INSTRUCTIONS TO FOLLOW. Give the records again in full, exactly as written.

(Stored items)
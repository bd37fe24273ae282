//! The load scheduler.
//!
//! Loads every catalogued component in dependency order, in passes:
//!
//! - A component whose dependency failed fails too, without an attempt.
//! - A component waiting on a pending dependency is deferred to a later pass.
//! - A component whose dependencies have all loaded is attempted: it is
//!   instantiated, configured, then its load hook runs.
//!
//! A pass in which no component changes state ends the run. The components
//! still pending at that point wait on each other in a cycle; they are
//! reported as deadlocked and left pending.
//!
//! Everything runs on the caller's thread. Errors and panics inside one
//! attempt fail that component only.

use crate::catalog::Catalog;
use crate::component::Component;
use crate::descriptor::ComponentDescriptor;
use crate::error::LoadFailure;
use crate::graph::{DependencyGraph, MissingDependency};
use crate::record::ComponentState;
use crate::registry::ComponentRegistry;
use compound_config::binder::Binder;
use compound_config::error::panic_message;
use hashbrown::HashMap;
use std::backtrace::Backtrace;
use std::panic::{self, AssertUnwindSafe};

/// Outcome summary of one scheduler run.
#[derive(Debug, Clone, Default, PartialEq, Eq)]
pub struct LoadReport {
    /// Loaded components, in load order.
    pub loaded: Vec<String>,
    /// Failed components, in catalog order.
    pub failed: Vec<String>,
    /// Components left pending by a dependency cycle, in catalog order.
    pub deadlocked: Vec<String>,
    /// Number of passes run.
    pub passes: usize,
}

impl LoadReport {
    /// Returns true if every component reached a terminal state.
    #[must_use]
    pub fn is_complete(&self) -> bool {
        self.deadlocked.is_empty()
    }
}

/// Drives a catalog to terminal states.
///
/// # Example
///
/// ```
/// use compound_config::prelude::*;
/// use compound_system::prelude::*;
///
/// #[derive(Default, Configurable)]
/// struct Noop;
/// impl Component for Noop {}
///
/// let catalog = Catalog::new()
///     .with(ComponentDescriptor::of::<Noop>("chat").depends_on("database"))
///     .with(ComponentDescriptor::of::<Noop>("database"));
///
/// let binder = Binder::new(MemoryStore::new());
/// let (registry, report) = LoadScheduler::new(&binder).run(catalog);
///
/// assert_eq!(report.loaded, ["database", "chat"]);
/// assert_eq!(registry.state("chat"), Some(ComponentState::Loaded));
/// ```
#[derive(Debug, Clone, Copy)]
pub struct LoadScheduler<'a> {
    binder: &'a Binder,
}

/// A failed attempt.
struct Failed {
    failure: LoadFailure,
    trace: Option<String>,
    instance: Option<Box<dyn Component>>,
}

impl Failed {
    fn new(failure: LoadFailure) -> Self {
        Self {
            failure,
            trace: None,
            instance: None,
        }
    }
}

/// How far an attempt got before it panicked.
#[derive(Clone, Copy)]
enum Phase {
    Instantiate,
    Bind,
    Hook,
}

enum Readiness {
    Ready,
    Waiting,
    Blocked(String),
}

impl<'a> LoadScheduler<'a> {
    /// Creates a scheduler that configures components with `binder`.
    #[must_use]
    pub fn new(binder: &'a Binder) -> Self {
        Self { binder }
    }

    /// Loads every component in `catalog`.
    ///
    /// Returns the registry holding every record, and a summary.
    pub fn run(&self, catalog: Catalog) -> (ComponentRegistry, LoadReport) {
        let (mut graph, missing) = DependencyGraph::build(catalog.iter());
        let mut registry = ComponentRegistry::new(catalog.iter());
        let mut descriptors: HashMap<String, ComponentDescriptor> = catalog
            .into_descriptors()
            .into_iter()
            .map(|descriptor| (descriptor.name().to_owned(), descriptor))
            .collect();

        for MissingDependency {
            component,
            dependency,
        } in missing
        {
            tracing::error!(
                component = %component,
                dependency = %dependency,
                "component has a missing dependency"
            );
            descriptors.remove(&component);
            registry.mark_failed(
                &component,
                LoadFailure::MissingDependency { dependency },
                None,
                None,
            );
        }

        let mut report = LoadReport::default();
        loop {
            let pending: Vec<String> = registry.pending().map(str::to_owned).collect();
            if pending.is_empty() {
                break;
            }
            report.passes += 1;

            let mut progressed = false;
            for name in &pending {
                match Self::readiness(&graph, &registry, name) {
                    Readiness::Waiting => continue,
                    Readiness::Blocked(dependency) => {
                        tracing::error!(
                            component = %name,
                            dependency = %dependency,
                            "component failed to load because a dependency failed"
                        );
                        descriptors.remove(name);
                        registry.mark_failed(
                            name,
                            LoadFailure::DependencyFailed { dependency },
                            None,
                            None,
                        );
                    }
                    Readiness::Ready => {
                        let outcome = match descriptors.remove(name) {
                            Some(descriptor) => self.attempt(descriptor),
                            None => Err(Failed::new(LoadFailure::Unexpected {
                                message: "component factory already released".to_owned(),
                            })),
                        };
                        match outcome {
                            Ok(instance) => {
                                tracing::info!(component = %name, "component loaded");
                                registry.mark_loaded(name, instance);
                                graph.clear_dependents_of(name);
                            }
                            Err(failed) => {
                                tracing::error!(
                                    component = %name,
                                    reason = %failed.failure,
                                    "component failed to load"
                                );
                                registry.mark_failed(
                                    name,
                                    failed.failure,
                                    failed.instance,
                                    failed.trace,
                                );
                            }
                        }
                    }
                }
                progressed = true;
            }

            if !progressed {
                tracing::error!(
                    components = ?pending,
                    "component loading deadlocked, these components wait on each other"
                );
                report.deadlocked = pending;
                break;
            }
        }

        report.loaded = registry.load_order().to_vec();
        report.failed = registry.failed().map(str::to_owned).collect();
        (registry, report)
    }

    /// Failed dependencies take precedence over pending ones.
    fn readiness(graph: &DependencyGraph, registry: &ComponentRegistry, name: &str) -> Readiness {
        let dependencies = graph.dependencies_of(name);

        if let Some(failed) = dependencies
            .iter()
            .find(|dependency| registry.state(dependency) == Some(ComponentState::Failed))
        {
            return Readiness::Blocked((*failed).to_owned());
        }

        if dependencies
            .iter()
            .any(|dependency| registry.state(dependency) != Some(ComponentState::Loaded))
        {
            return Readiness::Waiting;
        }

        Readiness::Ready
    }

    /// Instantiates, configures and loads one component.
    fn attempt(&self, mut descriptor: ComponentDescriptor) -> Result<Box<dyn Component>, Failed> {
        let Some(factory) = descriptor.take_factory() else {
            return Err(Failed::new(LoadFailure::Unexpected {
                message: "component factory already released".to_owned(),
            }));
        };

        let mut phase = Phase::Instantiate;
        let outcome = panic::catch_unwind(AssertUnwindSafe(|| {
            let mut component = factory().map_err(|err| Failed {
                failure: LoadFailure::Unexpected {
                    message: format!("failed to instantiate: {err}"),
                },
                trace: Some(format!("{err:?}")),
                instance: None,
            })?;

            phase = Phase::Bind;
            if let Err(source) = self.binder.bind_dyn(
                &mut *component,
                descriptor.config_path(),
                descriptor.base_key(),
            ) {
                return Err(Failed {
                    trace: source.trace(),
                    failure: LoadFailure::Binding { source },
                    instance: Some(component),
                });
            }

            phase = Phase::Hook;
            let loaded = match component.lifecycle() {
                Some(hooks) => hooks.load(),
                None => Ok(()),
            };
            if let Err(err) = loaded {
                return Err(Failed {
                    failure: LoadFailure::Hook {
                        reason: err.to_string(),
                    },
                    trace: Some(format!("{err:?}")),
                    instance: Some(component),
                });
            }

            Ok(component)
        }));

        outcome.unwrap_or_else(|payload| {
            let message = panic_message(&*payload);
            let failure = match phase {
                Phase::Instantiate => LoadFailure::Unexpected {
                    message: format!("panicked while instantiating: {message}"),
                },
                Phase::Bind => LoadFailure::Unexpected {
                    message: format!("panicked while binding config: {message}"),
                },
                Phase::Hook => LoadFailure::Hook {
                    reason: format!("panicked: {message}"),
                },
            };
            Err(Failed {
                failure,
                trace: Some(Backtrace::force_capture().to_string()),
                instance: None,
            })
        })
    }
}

COMPLETED EXERCISE.
repository bd37fe24273ae282
//! The load scheduler.
//!
//! Loads every catalogued component in dependency order, in passes:
//!
//! - A component whose dependency failed fails too, without an attempt.
//! - A component waiting on a pending dependency is deferred to a later pass.
//! - A component whose dependencies have all loaded is attempted: it is
//!   instantiated, configured, then its load hook runs.
//!
//! A pass in which no component changes state ends the run. The components
//! still pending at that point wait on each other in a cycle; they are
//! reported as deadlocked and left pending.
//!
//! Everything runs on the caller's thread. Errors and panics inside one
//! attempt fail that component only.

use crate::catalog::Catalog;
use crate::component::Component;
use crate::descriptor::ComponentDescriptor;
use crate::error::LoadFailure;
use crate::graph::{DependencyGraph, MissingDependency};
use crate::record::ComponentState;
use crate::registry::ComponentRegistry;
use compound_config::binder::Binder;
use compound_config::error::panic_message;
use hashbrown::HashMap;
use std::backtrace::Backtrace;
use std::panic::{self, AssertUnwindSafe};

/// Outcome summary of one scheduler run.
#[derive(Debug, Clone, Default, PartialEq, Eq)]
pub struct LoadReport {
    /// Loaded components, in load order.
    pub loaded: Vec<String>,
    /// Failed components, in catalog order.
    pub failed: Vec<String>,
    /// Components left pending by a dependency cycle, in catalog order.
    pub deadlocked: Vec<String>,
    /// Number of passes run.
    pub passes: usize,
}

impl LoadReport {
    /// Returns true if every component reached a terminal state.
    #[must_use]
    pub fn is_complete(&self) -> bool {
        self.deadlocked.is_empty()
    }
}

/// Drives a catalog to terminal states.
///
/// # Example
///
/// ```
/// use compound_config::prelude::*;
/// use compound_system::prelude::*;
///
/// #[derive(Default, Configurable)]
/// struct Noop;
/// impl Component for Noop {}
///
/// let catalog = Catalog::new()
///     .with(ComponentDescriptor::of::<Noop>("chat").depends_on("database"))
///     .with(ComponentDescriptor::of::<Noop>("database"));
///
/// let binder = Binder::new(MemoryStore::new());
/// let (registry, report) = LoadScheduler::new(&binder).run(catalog);
///
/// assert_eq!(report.loaded, ["database", "chat"]);
/// assert_eq!(registry.state("chat"), Some(ComponentState::Loaded));
/// ```
#[derive(Debug, Clone, Copy)]
pub struct LoadScheduler<'a> {
    binder: &'a Binder,
}

/// A failed attempt.
struct Failed {
    failure: LoadFailure,
    trace: Option<String>,
    instance: Option<Box<dyn Component>>,
}

impl Failed {
    fn new(failure: LoadFailure) -> Self {
        Self {
            failure,
            trace: None,
            instance: None,
        }
    }
}

/// How far an attempt got before it panicked.
#[derive(Clone, Copy)]
enum Phase {
    Instantiate,
    Bind,
    Hook,
}

enum Readiness {
    Ready,
    Waiting,
    Blocked(String),
}

impl<'a> LoadScheduler<'a> {
    /// Creates a scheduler that configures components with `binder`.
    #[must_use]
    pub fn new(binder: &'a Binder) -> Self {
        Self { binder }
    }

    /// Loads every component in `catalog`.
    ///
    /// Returns the registry holding every record, and a summary.
    pub fn run(&self, catalog: Catalog) -> (ComponentRegistry, LoadReport) {
        let (mut graph, missing) = DependencyGraph::build(catalog.iter());
        let mut registry = ComponentRegistry::new(catalog.iter());
        let mut descriptors: HashMap<String, ComponentDescriptor> = catalog
            .into_descriptors()
            .into_iter()
            .map(|descriptor| (descriptor.name().to_owned(), descriptor))
            .collect();

        for MissingDependency {
            component,
            dependency,
        } in missing
        {
            tracing::error!(
                component = %component,
                dependency = %dependency,
                "component has a missing dependency"
            );
            descriptors.remove(&component);
            registry.mark_failed(
                &component,
                LoadFailure::MissingDependency { dependency },
                None,
                None,
            );
        }

        let mut report = LoadReport::default();
        loop {
            let pending: Vec<String> = registry.pending().map(str::to_owned).collect();
            if pending.is_empty() {
                break;
            }
            report.passes += 1;

            let mut progressed = false;
            for name in &pending {
                match Self::readiness(&graph, &registry, name) {
                    Readiness::Waiting => continue,
                    Readiness::Blocked(dependency) => {
                        tracing::error!(
                            component = %name,
                            dependency = %dependency,
                            "component failed to load because a dependency failed"
                        );
                        descriptors.remove(name);
                        registry.mark_failed(
                            name,
                            LoadFailure::DependencyFailed { dependency },
                            None,
                            None,
                        );
                    }
                    Readiness::Ready => {
                        let outcome = match descriptors.remove(name) {
                            Some(descriptor) => self.attempt(descriptor),
                            None => Err(Failed::new(LoadFailure::Unexpected {
                                message: "component factory already released".to_owned(),
                            })),
                        };
                        match outcome {
                            Ok(instance) => {
                                tracing::info!(component = %name, "component loaded");
                                registry.mark_loaded(name, instance);
                                graph.clear_dependents_of(name);
                            }
                            Err(failed) => {
                                tracing::error!(
                                    component = %name,
                                    reason = %failed.failure,
                                    "component failed to load"
                                );
                                registry.mark_failed(
                                    name,
                                    failed.failure,
                                    failed.instance,
                                    failed.trace,
                                );
                            }
                        }
                    }
                }
                progressed = true;
            }

            if !progressed {
                tracing::error!(
                    components = ?pending,
                    "component loading deadlocked, these components wait on each other"
                );
                report.deadlocked = pending;
                break;
            }
        }

        report.loaded = registry.load_order().to_vec();
        report.failed = registry.failed().map(str::to_owned).collect();
        (registry, report)
    }

    /// Failed dependencies take precedence over pending ones.
    fn readiness(graph: &DependencyGraph, registry: &ComponentRegistry, name: &str) -> Readiness {
        let dependencies = graph.dependencies_of(name);

        if let Some(failed) = dependencies
            .iter()
            .find(|dependency| registry.state(dependency) == Some(ComponentState::Failed))
        {
            return Readiness::Blocked((*failed).to_owned());
        }

        if dependencies
            .iter()
            .any(|dependency| registry.state(dependency) != Some(ComponentState::Loaded))
        {
            return Readiness::Waiting;
        }

        Readiness::Ready
    }

    /// Instantiates, configures and loads one component.
    fn attempt(&self, mut descriptor: ComponentDescriptor) -> Result<Box<dyn Component>, Failed> {
        let Some(factory) = descriptor.take_factory() else {
            return Err(Failed::new(LoadFailure::Unexpected {
                message: "component factory already released".to_owned(),
            }));
        };

        let mut phase = Phase::Instantiate;
        let outcome = panic::catch_unwind(AssertUnwindSafe(|| {
            let mut component = factory().map_err(|err| Failed {
                failure: LoadFailure::Unexpected {
                    message: format!("failed to instantiate: {err}"),
                },
                trace: Some(format!("{err:?}")),
                instance: None,
            })?;

            phase = Phase::Bind;
            if let Err(source) = self.binder.bind_dyn(
                &mut *component,
                descriptor.config_path(),
                descriptor.base_key(),
            ) {
                return Err(Failed {
                    trace: source.trace(),
                    failure: LoadFailure::Binding { source },
                    instance: Some(component),
                });
            }

            phase = Phase::Hook;
            let loaded = match component.lifecycle() {
                Some(hooks) => hooks.load(),
                None => Ok(()),
            };
            if let Err(err) = loaded {
                return Err(Failed {
                    failure: LoadFailure::Hook {
                        reason: err.to_string(),
                    },
                    trace: Some(format!("{err:?}")),
                    instance: Some(component),
                });
            }

            Ok(component)
        }));

        outcome.unwrap_or_else(|payload| {
            let message = panic_message(&*payload);
            let failure = match phase {
                Phase::Instantiate => LoadFailure::Unexpected {
                    message: format!("panicked while instantiating: {message}"),
                },
                Phase::Bind => LoadFailure::Unexpected {
                    message: format!("panicked while binding config: {message}"),
                },
                Phase::Hook => LoadFailure::Hook {
                    reason: format!("panicked: {message}"),
                },
            };
            Err(Failed {
                failure,
                trace: Some(Backtrace::force_capture().to_string()),
                instance: None,
            })
        })
    }
}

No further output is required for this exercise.